I just finished a fascinating collection of essays compiled by Os Guiness called The Great Experiment: Faith and Freedom in America. The “Great Experiment” of the title is America itself: a nation without precedent in its treatment of faith.
It made me think deeply. It avoids either of the extreme positions often taken by contemporary authors (that the founding fathers barely tolerated religion or that they were all Bible-thumping fundamentalists) in favor of a more intelligent view.
The thesis throughout the book is that faith and freedom in America are codependent: individual faith requires freedom, freedom requires public morality, public morality requires widespread individual faith.
The founding fathers (the majority of whom were thoughtful Christians) seemed to think that separating the church from the state was a profoundly biblical idea: I have to say that the message I’ve always taken from 1 Timothy 2.1-2 is that we need to pray for our rulers to leave us alone (faith-wise). In other words, it seems that separation of church and state was God’s idea.
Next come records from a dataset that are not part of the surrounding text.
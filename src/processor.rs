//! Command orchestration.
//!
//! Wires the pipeline together: walk → find duplicates → checkpoint →
//! resolve → checkpoint → purge, with each checkpoint loaded instead of
//! recomputed when continuing a previous run.

use anyhow::Result;
use std::collections::HashMap;
use std::path::PathBuf;

use crate::checkpoint;
use crate::context::RunContext;
use crate::dir_cache::{DirCache, FileEntry};
use crate::finder::{self, DuplicateMap};
use crate::output;
use crate::press::Press;
use crate::prompt::Prompt;
use crate::purger;
use crate::walker::{ProgressLog, Walker};

pub struct Processor<'a> {
    ctx: &'a RunContext,
}

impl<'a> Processor<'a> {
    pub fn new(ctx: &'a RunContext) -> Self {
        Self { ctx }
    }

    /// Scan every configured root and compute the duplicate map.
    pub fn calculus(&self) -> Result<(HashMap<PathBuf, FileEntry>, DuplicateMap)> {
        let mut files = HashMap::new();
        let mut dirs: HashMap<PathBuf, DirCache> = HashMap::new();

        let mut progress = ProgressLog::open(self.ctx)?;
        let walker = Walker::new(self.ctx);
        for root in &self.ctx.dirs {
            let (walked_files, walked_dirs) = walker.build(root, &mut progress)?;
            files.extend(walked_files);
            dirs.extend(walked_dirs);
        }

        let dups = finder::find_duplicates(&mut files, self.ctx);

        // Fingerprints computed during the passes go back into the caches so
        // the next unchanged scan hashes nothing.
        self.persist_fingerprints(&files, &mut dirs);

        Ok((files, dups))
    }

    fn persist_fingerprints(
        &self,
        files: &HashMap<PathBuf, FileEntry>,
        dirs: &mut HashMap<PathBuf, DirCache>,
    ) {
        for cache in dirs.values_mut() {
            let mut changed = false;
            for (path, entry) in cache.entries_mut() {
                if entry.fingerprint.is_some() {
                    continue;
                }
                if let Some(fingerprint) = files.get(path).and_then(|e| e.fingerprint.as_ref()) {
                    entry.fingerprint = Some(fingerprint.clone());
                    changed = true;
                }
            }
            if changed {
                if let Err(err) = cache.store(self.ctx) {
                    output::warning(&format!(
                        "unable to store cache for {}: {err:#}",
                        cache.dir().display()
                    ));
                }
            }
        }
    }

    /// Print every duplicate group.
    pub fn stats(&self) -> Result<()> {
        let (_files, dups) = self.calculus()?;
        let mut hashes: Vec<&String> = dups.keys().collect();
        hashes.sort();
        for hash in hashes {
            output::info(hash);
            let mut members = dups[hash].clone();
            members.sort();
            for file in members {
                output::info(&format!("\t{}", file.display()));
            }
        }
        Ok(())
    }

    /// The full interactive session.
    pub fn dedup(&self, prompt: &mut dyn Prompt) -> Result<()> {
        let loaded = if self.ctx.resume {
            checkpoint::load_groups(self.ctx)
        } else {
            None
        };
        let dups = match loaded {
            Some(dups) => dups,
            None => {
                let (_files, dups) = self.calculus()?;
                if dups.is_empty() {
                    output::info("no duplicates");
                    return Ok(());
                }
                checkpoint::save_groups(self.ctx, &dups)?;
                dups
            }
        };

        let loaded = if self.ctx.resume {
            checkpoint::load_redundant(self.ctx)
        } else {
            None
        };
        let (redundant, moves) = match loaded {
            Some(redundant) => {
                let moves = checkpoint::load_moves(self.ctx).unwrap_or_default();
                (redundant, moves)
            }
            None => {
                let mut press = Press::new(self.ctx);
                let redundant = press.squeeze_redundant(&dups, prompt)?;
                let moves = press.pending_moves().clone();
                checkpoint::save_redundant(self.ctx, &redundant)?;
                checkpoint::save_moves(self.ctx, &moves)?;
                (redundant, moves)
            }
        };

        output::info(&format!(
            "processing: {} deletions, {} moves",
            redundant.len(),
            moves.len()
        ));
        purger::purge(self.ctx, &redundant, &moves, &dups, prompt)
    }

    /// Interactive menu clearing any combination of persisted state.
    pub fn clear_cache(&self, prompt: &mut dyn Prompt) -> Result<()> {
        output::info(
            "\nWhat do you want to clear?\n  \
             1. Hash cache      - .dedup-meta.cpl files in scanned directories\n  \
             2. Session files   - checkpoint, final_redundant, pending_moves, progress\n  \
             3. Saved answers   - answers, newdirs\n  \
             4. Rules           - rules, ignore, remove lists\n  \
             5. All of the above\n  \
             q. Cancel\n",
        );

        let answer = prompt.ask("choice> ")?.to_lowercase();
        if answer == "q" {
            output::info("cancelled");
            return Ok(());
        }

        let mut choices: Vec<&str> = answer.split([',', ' ']).filter(|s| !s.is_empty()).collect();
        if choices.contains(&"5") {
            choices = vec!["1", "2", "3", "4"];
        }

        if choices.contains(&"1") {
            output::info("clearing hash cache...");
            for root in &self.ctx.dirs {
                for dir in Walker::directories(root) {
                    DirCache::wipe(&dir, self.ctx);
                }
            }
            output::ok("hash cache cleared");
        }
        if choices.contains(&"2") {
            output::info("clearing session files...");
            for file in [
                self.ctx.checkpoint_file(),
                self.ctx.final_redundant_file(),
                self.ctx.pending_moves_file(),
                self.ctx.progress_file(),
            ] {
                remove_state_file(&file);
            }
        }
        if choices.contains(&"3") {
            output::info("clearing saved answers...");
            for file in [self.ctx.answers_file(), self.ctx.newdirs_file()] {
                remove_state_file(&file);
            }
        }
        if choices.contains(&"4") {
            output::info("clearing rules...");
            for file in [
                self.ctx.rules_file(),
                self.ctx.ignore_file(),
                self.ctx.remove_file(),
            ] {
                remove_state_file(&file);
            }
        }
        Ok(())
    }
}

fn remove_state_file(path: &std::path::Path) {
    if !path.exists() {
        return;
    }
    match std::fs::remove_file(path) {
        Ok(()) => output::ok(&format!("removed {}", path.display())),
        Err(err) => output::warning(&format!("unable to remove {}: {err}", path.display())),
    }
}
//! Filesystem traversal and per-directory cache reconciliation.
//!
//! The walker only collects stat data (size, mtime); fingerprints are
//! computed later, and only for files whose size collides. Each visited
//! directory is reconciled against its cache blob, and directories whose
//! cache was committed are appended to the progress file so an interrupted
//! scan can resume without re-statting them.

use anyhow::{Context, Result};
use std::collections::{HashMap, HashSet};
use std::fs;
use std::io::Write;
use std::path::{Path, PathBuf};
use walkdir::WalkDir;

use crate::context::{RunContext, CACHE_FILENAME};
use crate::dir_cache::{DirCache, FileEntry};
use crate::output;
use crate::utils;

/// Append-as-you-go record of directories whose cache has been committed.
pub struct ProgressLog {
    done: HashSet<PathBuf>,
    file: fs::File,
}

impl ProgressLog {
    /// Resume mode loads the previously committed set and appends; a fresh
    /// run truncates.
    pub fn open(ctx: &RunContext) -> Result<Self> {
        let path = ctx.progress_file();
        let mut done = HashSet::new();
        if ctx.resume {
            output::info(&format!("using progress file {}", path.display()));
            if let Ok(content) = fs::read_to_string(&path) {
                done = content
                    .lines()
                    .filter(|line| !line.trim().is_empty())
                    .map(|line| utils::to_abs(Path::new(line.trim())))
                    .collect();
            }
            let file = fs::OpenOptions::new()
                .create(true)
                .append(true)
                .open(&path)
                .with_context(|| format!("failed to open {}", path.display()))?;
            Ok(Self { done, file })
        } else {
            let file = fs::File::create(&path)
                .with_context(|| format!("failed to create {}", path.display()))?;
            Ok(Self { done, file })
        }
    }

    pub fn contains(&self, dir: &Path) -> bool {
        self.done.contains(dir)
    }

    /// Flushes immediately so the record survives an interrupt.
    pub fn record(&mut self, dir: &Path) -> std::io::Result<()> {
        writeln!(self.file, "{}", dir.display())?;
        self.file.flush()?;
        self.done.insert(dir.to_path_buf());
        Ok(())
    }
}

pub struct Walker<'a> {
    ctx: &'a RunContext,
}

impl<'a> Walker<'a> {
    pub fn new(ctx: &'a RunContext) -> Self {
        Self { ctx }
    }

    /// Non-hidden directories under `root`, depth-first, root first.
    pub fn directories(root: &Path) -> Vec<PathBuf> {
        let root = utils::to_abs(root);
        WalkDir::new(&root)
            .follow_links(false)
            .into_iter()
            .filter_entry(|e| {
                e.file_type().is_dir() && (e.depth() == 0 || !utils::is_hidden_name(e.file_name()))
            })
            .filter_map(|e| e.ok())
            .map(|e| e.into_path())
            .collect()
    }

    /// Walk `root`, returning every scanned file plus the per-directory
    /// caches they were reconciled into.
    pub fn build(
        &self,
        root: &Path,
        progress: &mut ProgressLog,
    ) -> Result<(HashMap<PathBuf, FileEntry>, HashMap<PathBuf, DirCache>)> {
        let mut files = HashMap::new();
        let mut dirs = HashMap::new();

        let root = utils::to_abs(root);
        output::info(&format!("reading file system {}", root.display()));

        for dir in Self::directories(&root) {
            let old = DirCache::load(&dir);

            // A directory already committed in this session's progress file
            // is adopted wholesale: its stat work is done.
            if self.ctx.resume && !old.is_empty() && progress.contains(&dir) {
                output::warning(&format!("cached: {}", dir.display()));
                for (path, entry) in old.entries() {
                    files.insert(path.clone(), entry.clone());
                }
                dirs.insert(dir, old);
                continue;
            }

            output::ok(&format!("mapping {}", dir.display()));
            let (fresh, changed, exception) = self.reconcile(&dir, &old);

            for (path, entry) in fresh.entries() {
                files.insert(path.clone(), entry.clone());
            }

            if changed && !exception {
                progress
                    .record(&dir)
                    .with_context(|| format!("failed to record progress for {}", dir.display()))?;
                if let Err(err) = fresh.store(self.ctx) {
                    output::warning(&format!("unable to store cache for {}: {err:#}", dir.display()));
                }
            }
            dirs.insert(dir, fresh);
        }

        Ok((files, dirs))
    }

    /// Stat every file in `dir`, carrying forward cached entries that are
    /// still fresh. A stat failure marks the directory as "exception": its
    /// progress line is withheld so the next run rescans it, but the files
    /// that did stat are still emitted.
    fn reconcile(&self, dir: &Path, old: &DirCache) -> (DirCache, bool, bool) {
        let mut fresh = DirCache::new(dir);
        let mut changed = false;
        let mut exception = false;

        let reader = match fs::read_dir(dir) {
            Ok(reader) => reader,
            Err(err) => {
                output::warning(&format!("unable to read {}: {err}", dir.display()));
                return (fresh, false, true);
            }
        };

        for entry in reader {
            let entry = match entry {
                Ok(entry) => entry,
                Err(err) => {
                    output::warning(&format!("unable to read entry in {}: {err}", dir.display()));
                    exception = true;
                    continue;
                }
            };
            if entry.file_name() == CACHE_FILENAME {
                continue;
            }
            let path = dir.join(entry.file_name());

            // Follows symlinks; subdirectories are handled by the walk.
            let meta = match fs::metadata(&path) {
                Ok(meta) if meta.is_file() => meta,
                Ok(_) => continue,
                Err(err) => {
                    output::warning(&format!("unable to stat file {}: {err}", path.display()));
                    exception = true;
                    continue;
                }
            };
            let size = meta.len();
            let mtime = meta
                .modified()
                .ok()
                .and_then(|t| t.duration_since(std::time::UNIX_EPOCH).ok())
                .map(|d| d.as_secs_f64())
                .unwrap_or(0.0);

            let entry = match old.get(&path) {
                Some(cached) if cached.is_fresh(size, mtime) => {
                    // Carried forward; still counts as a change until its
                    // fingerprint has made it to disk.
                    changed |= cached.fingerprint.is_none();
                    let mut carried = cached.clone();
                    carried.size = size;
                    carried.mtime = mtime;
                    carried
                }
                _ => {
                    changed = true;
                    FileEntry::new(path.clone(), dir.to_path_buf(), size, mtime)
                }
            };
            fresh.put(path, entry);
        }

        (fresh, changed, exception)
    }
}

#[cfg(test)]
mod tests {
    use super::*;
    use tempfile::TempDir;

    /// Session files live next to the scanned tree, not inside it.
    fn fixture() -> (TempDir, RunContext, PathBuf) {
        let temp = tempfile::tempdir().unwrap();
        let data = temp.path().join("data");
        fs::create_dir(&data).unwrap();
        let ctx = RunContext {
            work_dir: temp.path().to_path_buf(),
            ..RunContext::default()
        };
        (temp, ctx, data)
    }

    #[test]
    fn collects_stat_but_no_fingerprints() {
        let (_temp, ctx, data) = fixture();
        fs::write(data.join("a.txt"), "alpha").unwrap();
        fs::write(data.join("b.txt"), "bravo").unwrap();

        let mut progress = ProgressLog::open(&ctx).unwrap();
        let (files, dirs) = Walker::new(&ctx).build(&data, &mut progress).unwrap();

        assert_eq!(files.len(), 2);
        assert!(files.values().all(|e| e.fingerprint.is_none()));
        assert!(files.values().all(|e| e.size == 5));
        assert_eq!(dirs.len(), 1);
    }

    #[test]
    fn hidden_directories_are_pruned() {
        let (_temp, ctx, data) = fixture();
        let hidden = data.join(".secret");
        fs::create_dir(&hidden).unwrap();
        fs::write(hidden.join("x.txt"), "x").unwrap();
        fs::write(data.join("y.txt"), "y").unwrap();

        let mut progress = ProgressLog::open(&ctx).unwrap();
        let (files, _) = Walker::new(&ctx).build(&data, &mut progress).unwrap();

        assert_eq!(files.len(), 1);
        assert!(files.keys().all(|p| !p.to_string_lossy().contains(".secret")));
    }

    #[test]
    fn cache_file_itself_is_skipped() {
        let (_temp, ctx, data) = fixture();
        fs::write(data.join("a.txt"), "alpha").unwrap();

        {
            let mut progress = ProgressLog::open(&ctx).unwrap();
            Walker::new(&ctx).build(&data, &mut progress).unwrap();
        }
        assert!(RunContext::cache_path(&data).exists());

        let mut progress = ProgressLog::open(&ctx).unwrap();
        let (files, _) = Walker::new(&ctx).build(&data, &mut progress).unwrap();
        assert_eq!(files.len(), 1);
    }

    #[test]
    fn progress_file_lists_committed_directories() {
        let (_temp, ctx, data) = fixture();
        let sub = data.join("sub");
        fs::create_dir(&sub).unwrap();
        fs::write(sub.join("a.txt"), "alpha").unwrap();

        let mut progress = ProgressLog::open(&ctx).unwrap();
        Walker::new(&ctx).build(&data, &mut progress).unwrap();

        let content = fs::read_to_string(ctx.progress_file()).unwrap();
        let canon_sub = fs::canonicalize(&sub).unwrap();
        assert!(content.lines().any(|l| Path::new(l) == canon_sub));
    }

    #[test]
    fn resume_adopts_committed_directories() {
        let (_temp, ctx, data) = fixture();
        fs::write(data.join("a.txt"), "alpha").unwrap();

        {
            let mut progress = ProgressLog::open(&ctx).unwrap();
            Walker::new(&ctx).build(&data, &mut progress).unwrap();
        }

        let resume_ctx = RunContext {
            resume: true,
            ..ctx.clone()
        };
        let mut progress = ProgressLog::open(&resume_ctx).unwrap();
        let (files, _) = Walker::new(&resume_ctx).build(&data, &mut progress).unwrap();
        assert_eq!(files.len(), 1);
    }

    fn seed_fingerprints(ctx: &RunContext, data: &Path, fingerprint: &str) {
        let canon = fs::canonicalize(data).unwrap();
        let mut progress = ProgressLog::open(ctx).unwrap();
        let (_, mut dirs) = Walker::new(ctx).build(data, &mut progress).unwrap();
        let cache = dirs.get_mut(&canon).unwrap();
        for (_, entry) in cache.entries_mut() {
            entry.fingerprint = Some(fingerprint.to_string());
        }
        cache.store(ctx).unwrap();
    }

    #[test]
    fn fresh_cached_entries_are_carried_forward() {
        let (_temp, ctx, data) = fixture();
        fs::write(data.join("a.txt"), "alpha").unwrap();
        seed_fingerprints(&ctx, &data, "cafe");

        let mut progress = ProgressLog::open(&ctx).unwrap();
        let (files, _) = Walker::new(&ctx).build(&data, &mut progress).unwrap();
        assert!(files.values().all(|e| e.fingerprint.as_deref() == Some("cafe")));
    }

    #[test]
    fn stale_cached_fingerprint_is_dropped() {
        let (_temp, ctx, data) = fixture();
        let file = data.join("a.txt");
        fs::write(&file, "alpha").unwrap();
        seed_fingerprints(&ctx, &data, "cafe");

        // Different size invalidates the entry.
        fs::write(&file, "alphabet").unwrap();

        let mut progress = ProgressLog::open(&ctx).unwrap();
        let (files, _) = Walker::new(&ctx).build(&data, &mut progress).unwrap();
        assert!(files.values().all(|e| e.fingerprint.is_none()));
        assert!(files.values().all(|e| e.size == 8));
    }
}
Interestingly, I was finishing this book I came across an article in Books & Culture about recent scholarship on this very theme (scholarship which I referenced in an earlier posting)! The article is titled Why Separation of Church and State Is Still A Good Idea: Even If It May Not Be What the Founders Had In Mind. I found the article middling-to-fair, but that’s probably because I’d just come from reading Guiness.
If you’re curious about the role of religion in America’s public life, I encourage you to pick up this book and read through it. You might also want to check out the earlier posting on an interview with Charles Taylor about What It Means To Be Secular.